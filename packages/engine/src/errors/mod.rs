//! Error handling for the Schnapsen rules engine.

pub mod domain;
pub mod error_code;

pub use domain::{DomainError, MoveError};
pub use error_code::ErrorCode;
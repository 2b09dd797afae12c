//! Test logging initialization
//!
//! One-time subscriber install used by both `#[cfg(test)]` modules (through a
//! `ctor` hook in the engine crate) and the integration test binaries.

use once_cell::sync::OnceCell;
use tracing_subscriber::{fmt, EnvFilter};

static INITIALIZED: OnceCell<()> = OnceCell::new();

/// Initialize structured logging for tests.
///
/// Idempotent and safe to call from many tests. The filter is taken from
/// `TEST_LOG`, then `RUST_LOG`, and falls back to `"warn"` so a normal test
/// run stays quiet.
///
/// ```bash
/// TEST_LOG=schnapsen_engine=debug cargo test -p schnapsen-engine
/// ```
pub fn init() {
    INITIALIZED.get_or_init(|| {
        let filter = std::env::var("TEST_LOG")
            .or_else(|_| std::env::var("RUST_LOG"))
            .map(EnvFilter::new)
            .unwrap_or_else(|_| EnvFilter::new("warn"));

        fmt()
            .with_env_filter(filter)
            .with_test_writer()
            .without_time()
            .try_init()
            .ok();
    });
}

_ _ _ _

** What the exercise asks **
After reading the material above, repeat all of it exactly.

** Your solution **
filename packages/engine/src/errors/mod.rs
//! Error handling for the Schnapsen rules engine.

pub mod domain;
pub mod error_code;

pub use domain::{DomainError, MoveError};
pub use error_code::ErrorCode;
repository 2b09dd797afae12c
//! Test logging initialization
//!
//! One-time subscriber install used by both `#[cfg(test)]` modules (through a
//! `ctor` hook in the engine crate) and the integration test binaries.

use once_cell::sync::OnceCell;
use tracing_subscriber::{fmt, EnvFilter};

static INITIALIZED: OnceCell<()> = OnceCell::new();

/// Initialize structured logging for tests.
///
/// Idempotent and safe to call from many tests. The filter is taken from
/// `TEST_LOG`, then `RUST_LOG`, and falls back to `"warn"` so a normal test
/// run stays quiet.
///
/// ```bash
/// TEST_LOG=schnapsen_engine=debug cargo test -p schnapsen-engine
/// ```
pub fn init() {
    INITIALIZED.get_or_init(|| {
        let filter = std::env::var("TEST_LOG")
            .or_else(|_| std::env::var("RUST_LOG"))
            .map(EnvFilter::new)
            .unwrap_or_else(|_| EnvFilter::new("warn"));

        fmt()
            .with_env_filter(filter)
            .with_test_writer()
            .without_time()
            .try_init()
            .ok();
    });
}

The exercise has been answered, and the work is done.